The Epiphany of Our Lord 2024

Jan 6, 2024

St. Matthew 2:1-12

 

Tribulation is a gift. It doesn’t feel like it at the time. Nevertheless, tribulation is a gift. It is a gift because it prepares us for the Gospel.

The journey of the Magi (“wise men”) to the Christ shows this to us. The Magi don’t find Jesus where they are looking (Jerusalem). Instead they meet a fiendish and duplicitous Herod. Led by the Holy Spirit, the path to Christ went through anxiety and need.

Do you have any anxiety? Do you have any needs?

Here’s the truth: Everyone is disabled. The problem comes when we do not realize it. Those who know their disability are prepared for their Creator.

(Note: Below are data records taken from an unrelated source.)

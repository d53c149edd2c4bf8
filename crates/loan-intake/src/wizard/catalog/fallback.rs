use super::{Locale, OptionItem, OptionSet};

struct BundledOptions {
    context: &'static str,
    field: &'static str,
    locale: &'static str,
    label: &'static str,
    placeholder: &'static str,
    options: &'static [(&'static str, &'static str)],
}

const BUNDLED: &[BundledOptions] = &[
    BundledOptions {
        context: "mortgage_step1",
        field: "property_ownership",
        locale: "en",
        label: "Property ownership",
        placeholder: "Select your situation",
        options: &[
            ("option_1", "I don't own a property"),
            ("option_2", "I own a property"),
            ("option_3", "I'm selling a property"),
        ],
    },
    BundledOptions {
        context: "mortgage_step1",
        field: "when_do_you_need_money",
        locale: "en",
        label: "When do you need the money?",
        placeholder: "Select a period",
        options: &[
            ("option_1", "Within 3 months"),
            ("option_2", "In 3 to 6 months"),
            ("option_3", "In 6 to 12 months"),
            ("option_4", "In more than 12 months"),
        ],
    },
    BundledOptions {
        context: "mortgage_step2",
        field: "family_status",
        locale: "en",
        label: "Family status",
        placeholder: "Select family status",
        options: &[
            ("option_1", "Single"),
            ("option_2", "Married"),
            ("option_3", "Divorced"),
            ("option_4", "Widowed"),
            ("option_5", "Common-law partner"),
            ("option_6", "Other"),
        ],
    },
    BundledOptions {
        context: "mortgage_step2",
        field: "education",
        locale: "en",
        label: "Education",
        placeholder: "Select education",
        options: &[
            ("option_1", "No high school diploma"),
            ("option_2", "Partial high school diploma"),
            ("option_3", "Full high school diploma"),
            ("option_4", "Post-secondary education"),
            ("option_5", "Bachelor's degree"),
            ("option_6", "Master's degree"),
            ("option_7", "Doctoral degree"),
        ],
    },
    BundledOptions {
        context: "mortgage_step3",
        field: "main_source_of_income",
        locale: "en",
        label: "Main source of income",
        placeholder: "Select source of income",
        options: &[
            ("option_1", "Employee"),
            ("option_2", "Self-employed"),
            ("option_3", "Business owner"),
            ("option_4", "Pensioner"),
            ("option_5", "Student"),
            ("option_6", "Unemployed"),
            ("option_7", "Other"),
        ],
    },
    BundledOptions {
        context: "mortgage_step3",
        field: "additional_income",
        locale: "en",
        label: "Additional income",
        placeholder: "Select additional income",
        options: &[
            ("option_1", "No additional income"),
            ("option_2", "Additional salary"),
            ("option_3", "Additional work"),
            ("option_4", "Property rental income"),
            ("option_5", "Investment income"),
            ("option_6", "Pension"),
            ("option_7", "Other"),
        ],
    },
    BundledOptions {
        context: "mortgage_step3",
        field: "obligation",
        locale: "en",
        label: "Existing obligations",
        placeholder: "Select obligation type",
        options: &[
            ("option_1", "No obligations"),
            ("option_2", "Bank loan"),
            ("option_3", "Consumer credit"),
            ("option_4", "Credit card debt"),
            ("option_5", "Other"),
        ],
    },
    BundledOptions {
        context: "credit_step1",
        field: "purpose_of_loan",
        locale: "en",
        label: "Purpose of the loan",
        placeholder: "Select a purpose",
        options: &[
            ("option_1", "Car purchase"),
            ("option_2", "Wedding or event"),
            ("option_3", "Education"),
            ("option_4", "Debt consolidation"),
            ("option_5", "Vacation"),
            ("option_6", "House renovation"),
            ("option_7", "Other"),
        ],
    },
];

const DEFAULT_MESSAGES: &[(&str, &str)] = &[
    ("error_fill_field", "Please fill this field"),
    ("error_select_answer", "Please select an answer"),
    ("error_min_value", "The value is below the allowed minimum"),
    ("error_max_value", "The value exceeds the allowed maximum"),
    ("error_invalid_format", "The value has an invalid format"),
    (
        "error_balance",
        "The sum of the itemized balances must equal the total balance",
    ),
    ("error_date_order", "The end date must be after the start date"),
    (
        "error_none_exclusive",
        "\"None\" cannot be combined with other entries",
    ),
    (
        "error_property_ownership_required",
        "Please select your property ownership status",
    ),
    (
        "warning_high_ltv",
        "The requested financing exceeds the recommended loan-to-value ratio",
    ),
];

/// Statically bundled options, preferring the exact locale and then English.
pub fn bundled_options(context: &str, field: &str, locale: &Locale) -> Option<OptionSet> {
    let find = |wanted: &str| {
        BUNDLED.iter().find(|entry| {
            entry.context == context && entry.field == field && entry.locale == wanted
        })
    };

    find(locale.as_str()).or_else(|| find("en")).map(|entry| OptionSet {
        options: entry
            .options
            .iter()
            .map(|(value, label)| OptionItem {
                value: value.to_string(),
                label: label.to_string(),
            })
            .collect(),
        label: Some(entry.label.to_string()),
        placeholder: Some(entry.placeholder.to_string()),
    })
}

/// Built-in English text for a validation code.
pub fn default_message(code: &str) -> Option<&'static str> {
    DEFAULT_MESSAGES
        .iter()
        .find(|(known, _)| *known == code)
        .map(|(_, text)| *text)
}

To know our disability, God lays crosses upon us. He brings us to experience what the Magi must also have experienced. What was going through their minds? The star that rose was gone. It’s business as usual in Jerusalem. We can hear them saying to one another: “We fools have made this great journey and have not found anything that we were seeking. The star has misled us. Also, no one here in [Jerusalem] knows anything about this” [Luther]. Everything seems ruined and lost.

But the way things seem is not the way things really are. That is the lesson God is teaching the Magi … and us. Luther puts it this way: “But faith strikes out everything [the Magi] see and experience and clings only to the plain Word.” In Jerusalem the Wise Men were forced to ask questions. And the questions could only be answered in the Scriptures, the source of true wisdom. The prophets foretold the Messiah being born in an obscure nowhere-town south of the capital. “The wise men must set aside all their thoughts and everything they see and go forward to what they cannot see.”

Luther speculates that the Magi must have been weary and discouraged. T.S. Eliot agrees. “A hard time we had of it” is one line in his poem “The Journey of the Magi” that persists in my mind year after year.

The cities hostile and the towns unfriendly

And the villages dirty and charging high prices:

A hard time we had of it.

At the end we preferred to travel all night,

Sleeping in snatches,

With the voices singing in our ears, saying

That this was all folly.

“A hard time we had of it.” But then the Magi see the star again – and then what? “They rejoiced with exceedingly great joy.” This suggests they had lost their joy in the darkness of Jerusalem. Jerusalem glittered, but not with faith; it was the twinkling of artificiality.

Perhaps you know that darkness. We imagine it can be illumined with our own efforts, with money or booze or some showdown at a church meeting.

The Star shines for us in the Word. Scripture, liturgy, and preaching all cry out to us, saying, “Look! This Child is born for you, He is the Lamb of God, the government of the cross is on His shoulders, He is your Light that shines in a dark place.” That is the only Star that can illumine our valley of shadows.

 

We should say something regarding the gifts the Magi bring. Customarily the gifts are interpreted as symbolizing who the Child is: Gold to signify Jesus is a king; incense to signify He is God (because incense was used in the tabernacle and temple, as well as historically in the Divine Service); finally, myrrh signifies His human nature, but particularly His purpose: to dye for us, since myrrh was used in the burial anointing. Gold for a king, incense for God, myrrh for a corpse.

From ancient times these gifts have also provided examples for how Christians are to live. Our treasures are not our own, but gifts to be employed according to His commandments. Thus we give offerings of our gold, i.e., ten percent of our money, but the rest of our gold we also are to use wisely, not on vain things, but on that which builds up the household and serves our neighbors.

The incense signifies our own prayers, as the Psalmist says, “Let my prayer be set forth before Thee as incense.” We are called to pray daily, for our family, our church, our government, and even our enemies. Today is the day to start praying and reading the Bible at home, every day.

And as the myrrh signified the burial of the dead, so we are to die to sin, i.e., mortify the flesh. We must not indulge the lusts of the flesh, but crucify them.

 

This new way of life is indicated mystically by the new way home the Magi are warned to follow. For who is the way, but Jesus Himself? He is the Way, Truth, and Life. The Wise Men are not to return to the palace in Jerusalem. Why? It’s occupied by unbelieving Jews. The believing Jews, such as Simeon and Anna, are visited by the Lord Himself, as we heard last Sunday.

We’re also supposed to go home by a new and different way. The new way is the way of repentance, the way of obedience to God’s commands, and spurning the lusts of the flesh.

God Himself has put you on this new way. Today you are new, different, alive. You’ve seen the Star, the Light of Christ shining in His gifts to you. Go home new and different, and stay on that path. Holy Jesus, every day, keep us in the narrow way. Amen.